Dominika Ostałowska po dwóch latach przerwy powraca do "M jak miłość". Aktorkę poznaliśmy w serialu jako Martę Budzyńską. Jej postać wzbudzała ogromną sympatię widzów, więc jej powrót z pewnością ucieszył wielu. Zwłaszcza że zapowiadało się na to, że Ostałowska na stałe zawita na ekrany telewizorów. Niestety, tu fani, jak i sama aktorka się przeliczyli. Jak twierdził "Fakt", była gwiazda "M jak miłość" została zwiedziona obietnicami gry w serialu by na planie zdjęciowym zabawić jedynie kilka dni.

Powrót na chwilę?

Jakiś czas temu chodziły słuchy, że produkcja "M jak miłość" w mało elegancki sposób obeszła się z Dominiką Ostałowską, która przez lata wcielała się w Martę Budzyńską. Głośny powrót serialowej żony prawnika został przez wszystkich odebrany jako wznowienie wątku Marty. Wierzyła w to nie tylko Ostałowska, ale też fani. Wielki powrót miał się okazać tylko parodniową pracą na planie zdjęciowym W końcu telefon od producentów przestał dzwonić.

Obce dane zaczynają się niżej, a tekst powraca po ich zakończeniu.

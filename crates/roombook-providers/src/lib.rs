//! Upstream calendar access for room availability.
//!
//! - [`CalendarFetcher`] - the trait every upstream implements
//! - [`RawEvent`] - busy entries as the upstream reports them
//! - [`normalize`] - turns raw entries into a clipped, merged
//!   [`AvailabilityWindow`](roombook_core::AvailabilityWindow)
//! - [`UpstreamError`] - the per-room failure taxonomy
//! - [`AccountItem`] - meetings in the service account's calendar
//!
//! ```text
//! ┌──────────────┐   ┌──────────────┐
//! │  EWS (SOAP)  │   │   ICS feed   │
//! └──────┬───────┘   └──────┬───────┘
//!        └─────────┬────────┘
//!                  ▼
//!          ExchangeFetcher ── CalendarFetcher
//!                  │
//!                  ▼
//!             Vec<RawEvent>
//!                  │ normalize()
//!                  ▼
//!          AvailabilityWindow
//! ```

pub mod account;
#[cfg(feature = "exchange")]
pub mod exchange;
pub mod error;
pub mod normalize;
pub mod provider;
pub mod raw_event;

pub use account::{AccountItem, Attendee, ResponseType};
pub use error::{UpstreamError, UpstreamErrorCode, UpstreamResult};
pub use normalize::{DEFAULT_SUBJECT, merge_overlapping, normalize};
pub use provider::{BoxFuture, CalendarFetcher, ErrorFetcher, fetch_with_timeout};
pub use raw_event::{BusyStatus, RawEvent, RawEventTime};
//! Errors raised at the upstream calendar boundary.
//!
//! Every failure talking to Exchange collapses into one of three codes so
//! callers can tell a flaky network from a rejected credential from garbage
//! on the wire. Errors are cheap to clone: a single in-flight fetch hands
//! the same error to every caller waiting on it.

use std::fmt;
use std::sync::Arc;

use thiserror::Error;

/// The category of an upstream failure.
#[derive(Debug, Clone, Copy, PartialEq, Eq, Hash)]
pub enum UpstreamErrorCode {
    /// Connection failure, timeout, throttling or a 5xx answer.
    Unavailable,
    /// The upstream rejected our credentials.
    Auth,
    /// The response could not be read as calendar data.
    Malformed,
}

impl UpstreamErrorCode {
    /// Transient failures the caller may retry or paper over with stale data.
    ///
    /// Auth errors stay broken until configuration changes.
    pub fn is_retryable(&self) -> bool {
        matches!(self, Self::Unavailable | Self::Malformed)
    }

    pub fn as_str(&self) -> &'static str {
        match self {
            Self::Unavailable => "upstream_unavailable",
            Self::Auth => "upstream_auth_error",
            Self::Malformed => "upstream_malformed",
        }
    }
}

impl fmt::Display for UpstreamErrorCode {
    fn fmt(&self, f: &mut fmt::Formatter<'_>) -> fmt::Result {
        f.write_str(self.as_str())
    }
}

/// Longest payload excerpt kept on a malformed-response error.
pub const PAYLOAD_EXCERPT_LEN: usize = 256;

/// A failure while fetching a room's calendar.
#[derive(Debug, Clone, Error)]
pub struct UpstreamError {
    code: UpstreamErrorCode,
    message: String,
    room_id: Option<String>,
    payload_excerpt: Option<String>,
    #[source]
    source: Option<Arc<dyn std::error::Error + Send + Sync>>,
}

impl UpstreamError {
    pub fn new(code: UpstreamErrorCode, message: impl Into<String>) -> Self {
        Self {
            code,
            message: message.into(),
            room_id: None,
            payload_excerpt: None,
            source: None,
        }
    }

    pub fn unavailable(message: impl Into<String>) -> Self {
        Self::new(UpstreamErrorCode::Unavailable, message)
    }

    pub fn auth(message: impl Into<String>) -> Self {
        Self::new(UpstreamErrorCode::Auth, message)
    }

    pub fn malformed(message: impl Into<String>) -> Self {
        Self::new(UpstreamErrorCode::Malformed, message)
    }

    /// Marks the error with the room it was raised for.
    #[must_use]
    pub fn with_room(mut self, room_id: impl Into<String>) -> Self {
        self.room_id = Some(room_id.into());
        self
    }

    /// Keeps the head of the offending payload for logs.
    #[must_use]
    pub fn with_payload(mut self, payload: &str) -> Self {
        let mut excerpt: String = payload.chars().take(PAYLOAD_EXCERPT_LEN).collect();
        if excerpt.len() < payload.len() {
            excerpt.push('…');
        }
        self.payload_excerpt = Some(excerpt);
        self
    }

    #[must_use]
    pub fn with_source<E>(mut self, source: E) -> Self
    where
        E: std::error::Error + Send + Sync + 'static,
    {
        self.source = Some(Arc::new(source));
        self
    }

    pub fn code(&self) -> UpstreamErrorCode {
        self.code
    }

    pub fn message(&self) -> &str {
        &self.message
    }

    pub fn room_id(&self) -> Option<&str> {
        self.room_id.as_deref()
    }

    pub fn payload_excerpt(&self) -> Option<&str> {
        self.payload_excerpt.as_deref()
    }

    pub fn is_retryable(&self) -> bool {
        self.code.is_retryable()
    }
}

impl fmt::Display for UpstreamError {
    fn fmt(&self, f: &mut fmt::Formatter<'_>) -> fmt::Result {
        if let Some(ref room_id) = self.room_id {
            write!(f, "[{room_id}] ")?;
        }
        write!(f, "{}: {}", self.code, self.message)
    }
}

impl From<reqwest::Error> for UpstreamError {
    fn from(err: reqwest::Error) -> Self {
        let error = if err.is_timeout() {
            Self::unavailable("request timed out")
        } else if err.is_connect() {
            Self::unavailable("connection failed")
        } else if err.is_decode() || err.is_body() {
            Self::malformed(format!("failed to read response body: {err}"))
        } else if let Some(status) = err.status() {
            Self::unavailable(format!("HTTP {status}"))
        } else {
            Self::unavailable(format!("request failed: {err}"))
        };
        error.with_source(err)
    }
}

/// A specialized Result type for upstream operations.
pub type UpstreamResult<T> = Result<T, UpstreamError>;

#[cfg(test)]
mod tests {
    use super::*;
    use std::error::Error as _;

    #[test]
    fn codes_have_stable_names() {
        assert_eq!(UpstreamErrorCode::Unavailable.as_str(), "upstream_unavailable");
        assert_eq!(UpstreamErrorCode::Auth.as_str(), "upstream_auth_error");
        assert_eq!(UpstreamErrorCode::Malformed.as_str(), "upstream_malformed");
    }

    #[test]
    fn auth_errors_are_not_retryable() {
        assert!(UpstreamError::unavailable("x").is_retryable());
        assert!(UpstreamError::malformed("x").is_retryable());
        assert!(!UpstreamError::auth("x").is_retryable());
    }

    #[test]
    fn display_includes_room_and_code() {
        let err = UpstreamError::auth("credential rejected").with_room("301");
        assert_eq!(err.to_string(), "[301] upstream_auth_error: credential rejected");
    }

    #[test]
    fn payload_excerpt_is_truncated() {
        let payload = "x".repeat(1000);
        let err = UpstreamError::malformed("bad").with_payload(&payload);
        let excerpt = err.payload_excerpt().unwrap();
        assert_eq!(excerpt.chars().count(), PAYLOAD_EXCERPT_LEN + 1);
        assert!(excerpt.ends_with('…'));

        let err = UpstreamError::malformed("bad").with_payload("short");
        assert_eq!(err.payload_excerpt(), Some("short"));
    }

    #[test]
    fn source_survives_clone() {
        let io = std::io::Error::new(std::io::ErrorKind::ConnectionReset, "reset");
        let err = UpstreamError::unavailable("fetch failed").with_source(io);
        let cloned = err.clone();
        assert_eq!(cloned.source().unwrap().to_string(), "reset");
    }
}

"Miałam tylko kilka dni zdjęciowych. Nie wiem, co dalej z Martą. Pewnie nic. Aktor dowiaduje się o takich sprawach ostatni" – wyznała aktorka w rozmowie z "Faktem". Tabloid dowiedział się również nieoficjalnie, że Ostałowska nie została zaproszona na nagrywanie nowej czołówki serialu. Aktorka zdecydowała wówczas zapytać, co dalej z jej przyszłością w "M jak miłość". Wówczas miała się dowiedzieć, że "nie ma szans na stałe miejsce w obsadzie". Według informatora tabloidu, aktorka została ściągnięta na plan zdjęciowy by posłużyć jako tło do rodzinnego wydarzeniami.

Mroczny wątek

Najnowsze doniesienia zaprzeczają temu, jakby Ostałowska miała pojawić się w zaledwie paru odcinkach. Choć nie wiadomo, czy zmiana wątku Marty Budzyńskiej jest reakcją produkcji na kolejne nieprzychylne wieści o "M jak miłość", to wygląda na to, że Dominikę Ostałowską będziemy oglądać dłużej niż przez tylko parę odcinków.

"Marta przyjedzie do Polski po kolejnym zawodzie miłosnym, który przeżyje w Berlinie, gdzie obecnie mieszka wraz ze swoim synem. Najpierw będzie to krótka wizyta związana z udziałem w ważnej uroczystości rodzinnej w Grabinie, by wkrótce potem prawniczka wróciła do kraju już na stałe" – zdradziła Karolina Baranowska z produkcji. Budzyńska wyjechała za granicę, by być bliżej syna, który wyemigrował do Kolumbii. Najwyraźniej los zaprowadził w końcu Martę i Łukasza do Berlina, a stamtąd z powrotem do Polski.

Jednak zawód miłosny to nie jedyne nieszczęście Budzyńskiej. Kobieta bowiem będzie powierniczką mrocznej tajemnicy jej syna Łukasza. To właśnie wątek młodego Budzyńskiego stanie zostanie rozwinięty.